WORK TO BE COMPLETED:
Your task is to quote the records from their first line through the line containing "#[derive(Debug, Clone, PartialEq, Serialize, Deserialize)]", with nothing added or left out.

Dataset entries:
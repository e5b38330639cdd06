use serde::{Deserialize, Serialize};
use std::fs;
use std::path::{Path, PathBuf};
use log::{debug, info, warn, error};

use crate::config::{
    DEFAULT_ASSET_ROOT, DEFAULT_CACHE_SIZE, DEFAULT_HERO_WARM_TIMEOUT_MS,
    DEFAULT_NEIGHBOR_PREFETCH_DELAY_MS, DEFAULT_PRELOAD_LOOKAHEAD, DEFAULT_WARM_TIMEOUT_MS,
};

/// User-specific settings that persist across sessions
#[derive(Debug, Clone, PartialEq, Serialize, Deserialize)]
pub struct UserSettings {
    /// Number of decoded images kept by the image cache
    #[serde(default = "default_cache_size")]
    pub cache_size: usize,

    /// Number of low-priority prefetch hints after the anchor image
    #[serde(default = "default_preload_lookahead")]
    pub preload_lookahead: usize,

    /// Delay before warming the slide two positions ahead
    #[serde(default = "default_neighbor_prefetch_delay_ms")]
    pub neighbor_prefetch_delay_ms: u64,

    /// Bounded wait for the first image when a card opens
    #[serde(default = "default_hero_warm_timeout_ms")]
    pub hero_warm_timeout_ms: u64,

    /// Bounded wait for other preloads
    #[serde(default = "default_warm_timeout_ms")]
    pub warm_timeout_ms: u64,

    /// Directory image references are resolved against
    #[serde(default = "default_asset_root")]
    pub asset_root: String,

    /// Card file; the built-in cards are used when unset
    #[serde(default)]
    pub cards_path: Option<String>,

    /// Decode images after fetching them
    #[serde(default = "default_decode_images")]
    pub decode_images: bool,
}

fn default_cache_size() -> usize {
    DEFAULT_CACHE_SIZE
}

fn default_preload_lookahead() -> usize {
    DEFAULT_PRELOAD_LOOKAHEAD
}

fn default_neighbor_prefetch_delay_ms() -> u64 {
    DEFAULT_NEIGHBOR_PREFETCH_DELAY_MS
}

fn default_hero_warm_timeout_ms() -> u64 {
    DEFAULT_HERO_WARM_TIMEOUT_MS
}

fn default_warm_timeout_ms() -> u64 {
    DEFAULT_WARM_TIMEOUT_MS
}

fn default_asset_root() -> String {
    DEFAULT_ASSET_ROOT.to_string()
}

fn default_decode_images() -> bool {
    true
}

impl Default for UserSettings {
    fn default() -> Self {
        Self {
            cache_size: DEFAULT_CACHE_SIZE,
            preload_lookahead: DEFAULT_PRELOAD_LOOKAHEAD,
            neighbor_prefetch_delay_ms: DEFAULT_NEIGHBOR_PREFETCH_DELAY_MS,
            hero_warm_timeout_ms: DEFAULT_HERO_WARM_TIMEOUT_MS,
            warm_timeout_ms: DEFAULT_WARM_TIMEOUT_MS,
            asset_root: DEFAULT_ASSET_ROOT.to_string(),
            cards_path: None,
            decode_images: true,
        }
    }
}

impl UserSettings {
    /// Get the path to the settings file
    /// On macOS: ~/Library/Application Support/GallerySlider/settings.yaml
    /// On Linux: ~/.config/GallerySlider/settings.yaml
    /// On Windows: C:\Users\<user>\AppData\Roaming\GallerySlider\settings.yaml
    pub fn settings_path() -> PathBuf {
        let config_dir = dirs::config_dir()
            .unwrap_or_else(|| PathBuf::from("."));

        config_dir.join("GallerySlider").join("settings.yaml")
    }

    /// Load settings from the YAML file
    /// If custom_path is provided, uses that path; otherwise uses the default settings path
    pub fn load(custom_path: Option<&str>) -> Self {
        let path = match custom_path {
            Some(p) => {
                info!("Using custom settings path: {}", p);
                PathBuf::from(p)
            }
            None => Self::settings_path(),
        };
        Self::load_from(&path)
    }

    pub fn load_from(path: &Path) -> Self {
        if !path.exists() {
            info!("Settings file not found at {:?}, using defaults", path);
            return Self::default();
        }

        match fs::read_to_string(path) {
            Ok(contents) => {
                match serde_yaml::from_str::<UserSettings>(&contents) {
                    Ok(settings) => {
                        info!("Loaded settings from {:?}", path);
                        debug!("Settings: cache_size={}, lookahead={}, asset_root={}",
                            settings.cache_size, settings.preload_lookahead, settings.asset_root);
                        settings
                    }
                    Err(e) => {
                        error!("Failed to parse settings file at {:?}: {}", path, e);
                        warn!("Using default settings");
                        Self::default()
                    }
                }
            }
            Err(e) => {
                error!("Failed to read settings file at {:?}: {}", path, e);
                warn!("Using default settings");
                Self::default()
            }
        }
    }

    /// Save settings to the YAML file while preserving comments
    pub fn save_to(&self, path: &Path) -> Result<(), String> {
        if let Some(parent) = path.parent() {
            if !parent.as_os_str().is_empty() && !parent.exists() {
                fs::create_dir_all(parent)
                    .map_err(|e| format!("Failed to create settings directory: {}", e))?;
            }
        }

        // If file exists, try to preserve comments by doing in-place value updates
        if path.exists() {
            match fs::read_to_string(path) {
                Ok(contents) => {
                    let updated = self.update_yaml_values(&contents);
                    fs::write(path, updated)
                        .map_err(|e| format!("Failed to write settings file: {}", e))?;
                    info!("Saved settings to {:?} (comments preserved)", path);
                    return Ok(());
                }
                Err(e) => {
                    warn!("Failed to read existing settings file for comment preservation: {}", e);
                }
            }
        }

        let yaml = self.to_yaml_with_comments();
        fs::write(path, yaml)
            .map_err(|e| format!("Failed to write settings file: {}", e))?;

        info!("Saved settings to {:?}", path);
        Ok(())
    }

    pub fn save(&self) -> Result<(), String> {
        self.save_to(&Self::settings_path())
    }

    /// Update YAML values while preserving existing comments and structure
    fn update_yaml_values(&self, yaml_content: &str) -> String {
        let mut result = yaml_content.to_string();

        result = Self::replace_yaml_value(&result, "cache_size", &self.cache_size.to_string());
        result = Self::replace_yaml_value(&result, "preload_lookahead", &self.preload_lookahead.to_string());
        result = Self::replace_yaml_value(&result, "neighbor_prefetch_delay_ms", &self.neighbor_prefetch_delay_ms.to_string());
        result = Self::replace_yaml_value(&result, "hero_warm_timeout_ms", &self.hero_warm_timeout_ms.to_string());
        result = Self::replace_yaml_value(&result, "warm_timeout_ms", &self.warm_timeout_ms.to_string());
        result = Self::replace_yaml_value(&result, "asset_root", &yaml_string(&self.asset_root));
        result = Self::replace_yaml_value(&result, "cards_path", &self.cards_path_yaml());
        result = Self::replace_yaml_value(&result, "decode_images", &self.decode_images.to_string());

        result
    }

    fn cards_path_yaml(&self) -> String {
        match &self.cards_path {
            Some(path) => yaml_string(path),
            None => "null".to_string(),
        }
    }

    /// Replace a YAML key's value while preserving the rest of the line
    fn replace_yaml_value(yaml: &str, key: &str, new_value: &str) -> String {
        let pattern = format!(r"(?m)^(\s*{}\s*:\s*).*$", regex::escape(key));
        match regex::Regex::new(&pattern) {
            // Closure replacer so `$` inside paths is taken literally
            Ok(re) => re
                .replace_all(yaml, |caps: &regex::Captures| format!("{}{}", &caps[1], new_value))
                .to_string(),
            Err(e) => {
                warn!("Failed to create regex for key '{}': {}", key, e);
                yaml.to_string()
            }
        }
    }

    /// Generate YAML content with comments for new files
    fn to_yaml_with_comments(&self) -> String {
        format!(
            r#"# Gallery Slider User Settings
# This file is loaded automatically on startup.
# Settings specified here will override the default values.

# Number of decoded images remembered by the image cache
cache_size: {}

# Low-priority prefetch hints installed after the first image of an opened card
preload_lookahead: {}

# Delay (ms) before warming the slide two positions ahead of the current one
neighbor_prefetch_delay_ms: {}

# Bounded wait (ms) for the first image of a card when it opens
hero_warm_timeout_ms: {}

# Bounded wait (ms) for other preloads
warm_timeout_ms: {}

# Directory that image references such as "/SOLUTIONS/x1.jpg" are resolved against
asset_root: {}

# YAML file with the gallery cards (null = built-in cards)
cards_path: {}

# Decode images after fetching them (false = a finished fetch counts as ready)
decode_images: {}
"#,
            self.cache_size,
            self.preload_lookahead,
            self.neighbor_prefetch_delay_ms,
            self.hero_warm_timeout_ms,
            self.warm_timeout_ms,
            yaml_string(&self.asset_root),
            self.cards_path_yaml(),
            self.decode_images
        )
    }
}

/// Renders a string as a single-line YAML scalar, quoted and escaped as needed
fn yaml_string(value: &str) -> String {
    match serde_yaml::to_string(value) {
        Ok(yaml) if !yaml.trim_end().contains('\n') => yaml.trim_end().to_string(),
        // Block scalars span lines; a JSON string is a valid double-quoted YAML scalar
        _ => serde_json::to_string(value)
            .unwrap_or_else(|_| format!("'{}'", value.replace('\'', "''").replace('\n', " "))),
    }
}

TASK RESULT:
repository e5b38330639cdd06
use serde::{Deserialize, Serialize};
use std::fs;
use std::path::{Path, PathBuf};
use log::{debug, info, warn, error};

use crate::config::{
    DEFAULT_ASSET_ROOT, DEFAULT_CACHE_SIZE, DEFAULT_HERO_WARM_TIMEOUT_MS,
    DEFAULT_NEIGHBOR_PREFETCH_DELAY_MS, DEFAULT_PRELOAD_LOOKAHEAD, DEFAULT_WARM_TIMEOUT_MS,
};

/// User-specific settings that persist across sessions
#[derive(Debug, Clone, PartialEq, Serialize, Deserialize)]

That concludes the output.